### Your objective
Each line of the data below that holds the word "ScatterGatherOptions" is to be reported in full.

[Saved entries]

________________

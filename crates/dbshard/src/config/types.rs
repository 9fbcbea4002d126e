//! Configuration type definitions.

use std::time::Duration;

use serde::{Deserialize, Serialize};

use crate::router::DEFAULT_VIRTUAL_NODES;
use crate::scatter::{FailurePolicy, ScatterGatherOptions};
use crate::topology::ShardDescriptor;

/// Root configuration structure.
#[derive(Debug, Clone, Serialize, Deserialize)]
pub struct Config {
    /// Shard set and routing parameters.
    pub topology: TopologyConfig,

    /// Scatter-gather defaults.
    #[serde(default)]
    pub executor: ExecutorConfig,

    /// Migration ledger settings.
    #[serde(default)]
    pub migrations: MigrationsConfig,

    /// Reference table replication limits.
    #[serde(default)]
    pub replication: ReplicationConfig,
}

/// Shard topology.
///
/// `ShardDescriptor`'s `Debug` output masks credentials embedded in
/// endpoints, so the whole config is safe to log.
#[derive(Debug, Clone, Serialize, Deserialize)]
pub struct TopologyConfig {
    /// Topology version (default: 1). Bump on every reconfiguration.
    #[serde(default = "default_version")]
    pub version: u64,

    /// Ring points per bucketed shard (default: 64).
    #[serde(default = "default_virtual_nodes")]
    pub virtual_nodes: u32,

    /// Shards in routing order.
    pub shards: Vec<ShardDescriptor>,
}

/// Scatter-gather defaults.
#[derive(Debug, Clone, Serialize, Deserialize)]
pub struct ExecutorConfig {
    /// Shards worked on concurrently (default: 8).
    #[serde(default = "default_max_concurrency")]
    pub max_concurrency: usize,

    /// Per-shard time budget in milliseconds (default: 30000).
    #[serde(default = "default_timeout_ms")]
    pub per_shard_timeout_ms: u64,

    /// `fail_fast` or `best_effort` (default).
    #[serde(default)]
    pub failure_policy: FailurePolicy,

    /// Successful shards required under best_effort (default: 1).
    #[serde(default = "default_min_successful")]
    pub min_successful_shards: usize,
}

impl Default for ExecutorConfig {
    fn default() -> Self {
        Self {
            max_concurrency: default_max_concurrency(),
            per_shard_timeout_ms: default_timeout_ms(),
            failure_policy: FailurePolicy::default(),
            min_successful_shards: default_min_successful(),
        }
    }
}

impl ExecutorConfig {
    pub fn to_options(&self) -> ScatterGatherOptions {
        ScatterGatherOptions {
            max_concurrency: self.max_concurrency,
            per_shard_timeout: Duration::from_millis(self.per_shard_timeout_ms),
            failure_policy: self.failure_policy,
            min_successful_shards: self.min_successful_shards,
        }
    }
}

/// Migration ledger settings.
#[derive(Debug, Clone, Serialize, Deserialize)]
pub struct MigrationsConfig {
    /// Ledger table on each shard (default: "_dbshard_migrations").
    #[serde(default = "default_ledger_table")]
    pub ledger_table: String,

    /// Fail migration scripts that run longer than this.
    #[serde(default, skip_serializing_if = "Option::is_none")]
    pub statement_timeout_ms: Option<u64>,
}

impl Default for MigrationsConfig {
    fn default() -> Self {
        Self {
            ledger_table: default_ledger_table(),
            statement_timeout_ms: None,
        }
    }
}

impl MigrationsConfig {
    pub fn statement_timeout(&self) -> Option<Duration> {
        self.statement_timeout_ms.map(Duration::from_millis)
    }
}

/// Reference table replication limits. Replication is always best-effort.
#[derive(Debug, Clone, Serialize, Deserialize)]
pub struct ReplicationConfig {
    #[serde(default = "default_max_concurrency")]
    pub max_concurrency: usize,

    #[serde(default = "default_timeout_ms")]
    pub per_shard_timeout_ms: u64,
}

impl Default for ReplicationConfig {
    fn default() -> Self {
        Self {
            max_concurrency: default_max_concurrency(),
            per_shard_timeout_ms: default_timeout_ms(),
        }
    }
}

impl ReplicationConfig {
    pub fn per_shard_timeout(&self) -> Duration {
        Duration::from_millis(self.per_shard_timeout_ms)
    }
}

// Default value functions for serde
fn default_version() -> u64 {
    1
}

fn default_virtual_nodes() -> u32 {
    DEFAULT_VIRTUAL_NODES
}

fn default_max_concurrency() -> usize {
    8
}

fn default_timeout_ms() -> u64 {
    30_000
}

fn default_min_successful() -> usize {
    1
}

fn default_ledger_table() -> String {
    crate::migration::DEFAULT_LEDGER_TABLE.to_string()
}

________________

### Result of the task
use crate::scatter::{FailurePolicy, ScatterGatherOptions};
    pub fn to_options(&self) -> ScatterGatherOptions {
        ScatterGatherOptions {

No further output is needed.